Look through the listing below and work out how many of its lines hold the word "filter". Give only the number.

◆ Data provided ◆

☆ ☆ ☆ ☆

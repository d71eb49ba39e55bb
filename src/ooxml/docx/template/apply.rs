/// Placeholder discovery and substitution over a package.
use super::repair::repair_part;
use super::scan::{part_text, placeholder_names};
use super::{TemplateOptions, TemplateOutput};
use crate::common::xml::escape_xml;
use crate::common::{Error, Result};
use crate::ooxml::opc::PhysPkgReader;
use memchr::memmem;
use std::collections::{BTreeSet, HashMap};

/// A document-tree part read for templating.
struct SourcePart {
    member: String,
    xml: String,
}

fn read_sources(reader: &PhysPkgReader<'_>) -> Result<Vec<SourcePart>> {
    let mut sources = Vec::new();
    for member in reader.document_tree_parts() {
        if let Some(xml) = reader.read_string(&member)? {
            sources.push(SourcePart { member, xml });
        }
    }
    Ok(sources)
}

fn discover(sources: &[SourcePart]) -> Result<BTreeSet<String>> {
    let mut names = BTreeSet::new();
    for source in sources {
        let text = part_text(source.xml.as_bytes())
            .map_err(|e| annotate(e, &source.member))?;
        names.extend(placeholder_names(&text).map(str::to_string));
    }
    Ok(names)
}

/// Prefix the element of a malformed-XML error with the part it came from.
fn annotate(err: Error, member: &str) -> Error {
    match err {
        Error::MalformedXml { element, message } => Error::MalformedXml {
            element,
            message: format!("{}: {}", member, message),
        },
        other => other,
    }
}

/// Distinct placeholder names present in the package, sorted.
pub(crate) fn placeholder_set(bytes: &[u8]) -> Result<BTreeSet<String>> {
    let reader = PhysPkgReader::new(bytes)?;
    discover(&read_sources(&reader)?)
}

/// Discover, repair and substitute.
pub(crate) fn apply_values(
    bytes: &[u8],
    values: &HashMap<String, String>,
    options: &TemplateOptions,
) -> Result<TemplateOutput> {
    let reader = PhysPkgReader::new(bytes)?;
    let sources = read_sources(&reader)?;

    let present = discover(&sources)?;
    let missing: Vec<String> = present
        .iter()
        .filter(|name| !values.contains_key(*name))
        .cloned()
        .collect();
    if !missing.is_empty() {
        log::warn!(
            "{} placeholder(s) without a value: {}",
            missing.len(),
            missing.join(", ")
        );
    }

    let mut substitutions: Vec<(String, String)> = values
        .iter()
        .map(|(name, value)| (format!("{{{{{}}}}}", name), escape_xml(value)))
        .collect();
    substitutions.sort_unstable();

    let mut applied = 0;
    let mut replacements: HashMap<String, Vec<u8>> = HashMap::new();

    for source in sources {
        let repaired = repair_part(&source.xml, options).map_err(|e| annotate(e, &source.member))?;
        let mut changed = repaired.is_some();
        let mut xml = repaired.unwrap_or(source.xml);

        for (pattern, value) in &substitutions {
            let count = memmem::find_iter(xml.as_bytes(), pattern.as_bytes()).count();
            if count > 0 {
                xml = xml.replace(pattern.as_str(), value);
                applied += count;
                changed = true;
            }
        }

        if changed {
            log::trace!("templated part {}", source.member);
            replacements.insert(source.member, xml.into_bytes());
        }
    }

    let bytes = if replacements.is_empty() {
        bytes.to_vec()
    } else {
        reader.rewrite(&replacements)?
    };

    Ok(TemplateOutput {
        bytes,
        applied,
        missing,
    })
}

☆ ☆ ☆ ☆

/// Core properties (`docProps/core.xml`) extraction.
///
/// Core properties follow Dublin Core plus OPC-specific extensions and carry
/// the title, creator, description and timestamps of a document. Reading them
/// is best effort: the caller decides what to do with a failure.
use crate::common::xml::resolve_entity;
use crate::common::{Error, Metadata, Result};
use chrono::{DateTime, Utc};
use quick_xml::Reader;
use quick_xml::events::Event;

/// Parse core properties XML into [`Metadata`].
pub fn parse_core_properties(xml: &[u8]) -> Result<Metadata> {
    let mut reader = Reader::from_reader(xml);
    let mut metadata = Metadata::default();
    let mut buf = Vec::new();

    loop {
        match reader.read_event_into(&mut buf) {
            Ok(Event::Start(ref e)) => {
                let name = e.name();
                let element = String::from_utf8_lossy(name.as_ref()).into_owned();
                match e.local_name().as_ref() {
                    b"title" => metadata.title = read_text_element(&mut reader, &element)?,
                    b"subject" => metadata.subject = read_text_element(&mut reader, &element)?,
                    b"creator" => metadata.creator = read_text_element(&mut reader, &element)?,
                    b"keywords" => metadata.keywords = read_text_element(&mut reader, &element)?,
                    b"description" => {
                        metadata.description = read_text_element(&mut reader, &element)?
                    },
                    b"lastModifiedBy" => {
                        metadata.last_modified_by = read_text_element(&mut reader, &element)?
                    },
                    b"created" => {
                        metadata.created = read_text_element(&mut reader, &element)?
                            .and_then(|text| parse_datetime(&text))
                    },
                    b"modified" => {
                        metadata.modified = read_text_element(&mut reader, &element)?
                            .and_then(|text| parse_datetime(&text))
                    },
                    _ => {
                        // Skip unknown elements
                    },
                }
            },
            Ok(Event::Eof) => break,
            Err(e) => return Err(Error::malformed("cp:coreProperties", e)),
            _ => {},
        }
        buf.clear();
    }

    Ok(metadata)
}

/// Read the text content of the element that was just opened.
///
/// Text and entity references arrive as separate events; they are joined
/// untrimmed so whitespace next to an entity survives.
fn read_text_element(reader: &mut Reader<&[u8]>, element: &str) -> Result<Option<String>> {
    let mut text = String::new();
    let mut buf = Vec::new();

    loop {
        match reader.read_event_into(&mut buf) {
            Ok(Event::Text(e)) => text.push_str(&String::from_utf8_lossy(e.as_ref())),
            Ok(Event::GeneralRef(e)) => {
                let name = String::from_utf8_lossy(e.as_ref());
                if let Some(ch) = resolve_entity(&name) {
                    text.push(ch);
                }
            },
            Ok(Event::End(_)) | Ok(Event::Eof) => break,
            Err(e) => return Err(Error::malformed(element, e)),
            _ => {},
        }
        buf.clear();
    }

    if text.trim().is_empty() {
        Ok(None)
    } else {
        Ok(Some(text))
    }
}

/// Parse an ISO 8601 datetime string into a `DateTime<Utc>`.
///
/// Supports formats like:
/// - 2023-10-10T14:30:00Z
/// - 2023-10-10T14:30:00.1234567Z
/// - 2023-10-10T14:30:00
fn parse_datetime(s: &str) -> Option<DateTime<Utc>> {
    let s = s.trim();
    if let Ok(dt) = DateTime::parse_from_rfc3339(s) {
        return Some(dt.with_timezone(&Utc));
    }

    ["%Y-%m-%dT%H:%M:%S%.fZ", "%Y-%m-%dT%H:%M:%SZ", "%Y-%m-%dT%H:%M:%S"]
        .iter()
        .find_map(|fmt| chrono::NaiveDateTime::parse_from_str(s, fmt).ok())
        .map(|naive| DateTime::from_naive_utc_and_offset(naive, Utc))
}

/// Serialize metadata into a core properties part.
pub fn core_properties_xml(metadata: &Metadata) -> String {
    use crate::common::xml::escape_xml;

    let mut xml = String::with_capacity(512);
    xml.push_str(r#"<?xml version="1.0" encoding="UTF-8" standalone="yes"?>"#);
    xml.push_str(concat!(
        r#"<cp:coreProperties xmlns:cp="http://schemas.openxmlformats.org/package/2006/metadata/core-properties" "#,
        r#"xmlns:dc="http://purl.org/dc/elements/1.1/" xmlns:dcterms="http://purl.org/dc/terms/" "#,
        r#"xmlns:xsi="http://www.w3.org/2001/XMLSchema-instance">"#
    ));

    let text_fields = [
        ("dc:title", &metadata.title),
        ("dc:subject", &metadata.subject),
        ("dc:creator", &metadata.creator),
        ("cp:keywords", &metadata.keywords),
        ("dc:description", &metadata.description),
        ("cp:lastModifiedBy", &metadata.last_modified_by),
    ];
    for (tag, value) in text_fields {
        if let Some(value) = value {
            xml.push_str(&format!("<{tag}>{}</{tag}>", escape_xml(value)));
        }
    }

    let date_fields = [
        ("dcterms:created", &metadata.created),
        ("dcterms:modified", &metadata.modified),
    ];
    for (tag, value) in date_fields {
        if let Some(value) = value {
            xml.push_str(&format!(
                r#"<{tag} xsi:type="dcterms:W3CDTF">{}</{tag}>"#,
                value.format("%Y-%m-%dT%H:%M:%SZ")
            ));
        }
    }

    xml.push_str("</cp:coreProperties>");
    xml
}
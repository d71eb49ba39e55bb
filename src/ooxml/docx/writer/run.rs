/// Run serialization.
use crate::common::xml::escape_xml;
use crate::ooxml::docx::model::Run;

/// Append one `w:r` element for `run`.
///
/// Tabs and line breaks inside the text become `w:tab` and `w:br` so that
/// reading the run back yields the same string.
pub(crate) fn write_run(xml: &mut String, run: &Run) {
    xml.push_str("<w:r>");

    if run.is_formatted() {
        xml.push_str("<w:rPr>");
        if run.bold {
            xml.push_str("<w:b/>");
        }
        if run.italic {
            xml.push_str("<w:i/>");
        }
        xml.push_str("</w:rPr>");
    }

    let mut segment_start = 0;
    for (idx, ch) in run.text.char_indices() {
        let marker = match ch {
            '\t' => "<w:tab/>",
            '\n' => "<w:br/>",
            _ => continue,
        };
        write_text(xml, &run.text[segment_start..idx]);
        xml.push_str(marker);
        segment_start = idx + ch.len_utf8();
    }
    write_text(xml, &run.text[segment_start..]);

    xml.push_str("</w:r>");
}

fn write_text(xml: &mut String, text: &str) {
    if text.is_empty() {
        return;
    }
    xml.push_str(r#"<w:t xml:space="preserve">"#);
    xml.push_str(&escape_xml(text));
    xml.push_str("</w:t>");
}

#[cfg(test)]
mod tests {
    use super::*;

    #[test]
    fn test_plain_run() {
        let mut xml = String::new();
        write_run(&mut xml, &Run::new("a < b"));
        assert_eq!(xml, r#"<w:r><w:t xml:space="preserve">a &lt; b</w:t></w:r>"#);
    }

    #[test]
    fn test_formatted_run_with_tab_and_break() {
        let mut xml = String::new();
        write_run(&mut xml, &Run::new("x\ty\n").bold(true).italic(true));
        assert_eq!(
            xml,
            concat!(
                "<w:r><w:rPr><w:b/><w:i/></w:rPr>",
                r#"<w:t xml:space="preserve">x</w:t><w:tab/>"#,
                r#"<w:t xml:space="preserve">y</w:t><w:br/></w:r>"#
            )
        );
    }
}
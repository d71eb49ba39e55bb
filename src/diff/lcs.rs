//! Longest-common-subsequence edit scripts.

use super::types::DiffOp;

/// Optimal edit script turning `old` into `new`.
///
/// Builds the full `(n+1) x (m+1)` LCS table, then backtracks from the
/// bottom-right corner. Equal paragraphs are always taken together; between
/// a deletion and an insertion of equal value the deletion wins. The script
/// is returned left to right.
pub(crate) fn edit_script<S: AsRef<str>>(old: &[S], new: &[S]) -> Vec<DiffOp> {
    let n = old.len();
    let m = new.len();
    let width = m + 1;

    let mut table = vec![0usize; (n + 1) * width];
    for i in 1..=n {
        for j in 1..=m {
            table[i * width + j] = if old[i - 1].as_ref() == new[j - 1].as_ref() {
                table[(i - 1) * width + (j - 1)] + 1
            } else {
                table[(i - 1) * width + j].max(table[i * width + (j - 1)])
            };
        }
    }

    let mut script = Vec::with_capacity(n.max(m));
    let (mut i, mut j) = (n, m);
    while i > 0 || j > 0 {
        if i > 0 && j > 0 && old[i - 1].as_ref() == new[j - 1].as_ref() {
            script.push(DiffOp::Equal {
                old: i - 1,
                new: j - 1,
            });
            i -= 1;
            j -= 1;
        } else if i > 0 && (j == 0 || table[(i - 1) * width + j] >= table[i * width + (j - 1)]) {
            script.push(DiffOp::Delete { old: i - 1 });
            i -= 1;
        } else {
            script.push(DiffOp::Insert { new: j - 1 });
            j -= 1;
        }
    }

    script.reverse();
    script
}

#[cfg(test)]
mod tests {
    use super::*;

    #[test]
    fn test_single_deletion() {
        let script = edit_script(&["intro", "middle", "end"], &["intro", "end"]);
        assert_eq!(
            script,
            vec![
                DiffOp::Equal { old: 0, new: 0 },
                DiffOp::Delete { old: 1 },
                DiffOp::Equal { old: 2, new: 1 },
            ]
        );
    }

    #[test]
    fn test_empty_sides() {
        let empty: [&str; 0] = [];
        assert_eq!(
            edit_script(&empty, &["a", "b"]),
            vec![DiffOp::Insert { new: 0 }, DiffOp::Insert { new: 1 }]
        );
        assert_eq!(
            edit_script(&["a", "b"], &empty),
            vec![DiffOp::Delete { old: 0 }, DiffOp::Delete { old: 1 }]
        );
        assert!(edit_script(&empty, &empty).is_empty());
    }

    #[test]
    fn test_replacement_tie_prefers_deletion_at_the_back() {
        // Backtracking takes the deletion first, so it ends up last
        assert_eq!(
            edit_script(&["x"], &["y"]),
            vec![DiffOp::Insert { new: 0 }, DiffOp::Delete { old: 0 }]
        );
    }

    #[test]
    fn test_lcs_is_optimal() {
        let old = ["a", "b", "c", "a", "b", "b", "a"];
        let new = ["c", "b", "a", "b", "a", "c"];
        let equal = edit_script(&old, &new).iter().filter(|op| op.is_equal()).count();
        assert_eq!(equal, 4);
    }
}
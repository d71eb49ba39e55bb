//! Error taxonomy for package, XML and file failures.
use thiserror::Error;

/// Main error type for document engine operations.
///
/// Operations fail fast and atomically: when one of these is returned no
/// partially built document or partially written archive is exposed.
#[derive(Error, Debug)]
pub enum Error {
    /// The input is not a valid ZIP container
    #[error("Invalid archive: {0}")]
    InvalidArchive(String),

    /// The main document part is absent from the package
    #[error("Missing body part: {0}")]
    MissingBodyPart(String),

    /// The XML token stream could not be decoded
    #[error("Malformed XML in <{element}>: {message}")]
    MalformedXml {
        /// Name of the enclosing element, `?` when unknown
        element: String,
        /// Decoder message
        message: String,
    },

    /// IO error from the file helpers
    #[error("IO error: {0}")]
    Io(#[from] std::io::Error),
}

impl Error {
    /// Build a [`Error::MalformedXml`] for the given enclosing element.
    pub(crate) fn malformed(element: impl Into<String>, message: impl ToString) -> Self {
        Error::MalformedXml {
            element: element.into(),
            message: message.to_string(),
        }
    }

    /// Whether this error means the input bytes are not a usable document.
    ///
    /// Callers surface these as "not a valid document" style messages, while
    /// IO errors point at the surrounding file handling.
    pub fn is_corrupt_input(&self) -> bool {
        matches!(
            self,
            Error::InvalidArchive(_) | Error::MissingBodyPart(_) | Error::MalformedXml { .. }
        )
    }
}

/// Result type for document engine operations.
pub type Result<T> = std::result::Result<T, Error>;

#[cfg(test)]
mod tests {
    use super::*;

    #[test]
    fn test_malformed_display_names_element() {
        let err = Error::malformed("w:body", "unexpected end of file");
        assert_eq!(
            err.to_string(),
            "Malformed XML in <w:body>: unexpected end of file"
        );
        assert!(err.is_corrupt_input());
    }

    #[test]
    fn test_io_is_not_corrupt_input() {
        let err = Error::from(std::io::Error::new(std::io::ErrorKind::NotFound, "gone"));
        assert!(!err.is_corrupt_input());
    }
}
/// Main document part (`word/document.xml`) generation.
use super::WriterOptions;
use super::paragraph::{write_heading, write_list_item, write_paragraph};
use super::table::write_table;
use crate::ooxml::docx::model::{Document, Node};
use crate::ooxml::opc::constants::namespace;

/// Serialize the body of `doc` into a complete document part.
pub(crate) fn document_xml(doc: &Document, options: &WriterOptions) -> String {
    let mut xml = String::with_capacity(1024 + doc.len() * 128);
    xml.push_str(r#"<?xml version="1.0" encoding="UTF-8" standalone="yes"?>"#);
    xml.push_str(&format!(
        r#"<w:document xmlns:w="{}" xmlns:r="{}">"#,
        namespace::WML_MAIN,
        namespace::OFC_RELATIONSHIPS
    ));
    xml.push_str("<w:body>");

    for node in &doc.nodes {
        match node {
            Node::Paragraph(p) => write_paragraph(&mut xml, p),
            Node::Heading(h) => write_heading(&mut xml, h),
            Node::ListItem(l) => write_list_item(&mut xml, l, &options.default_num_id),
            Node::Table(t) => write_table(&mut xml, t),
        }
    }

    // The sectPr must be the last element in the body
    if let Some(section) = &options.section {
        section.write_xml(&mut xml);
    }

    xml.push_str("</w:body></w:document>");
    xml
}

☆ ☆ ☆ ☆

◆ Response to the task ◆
2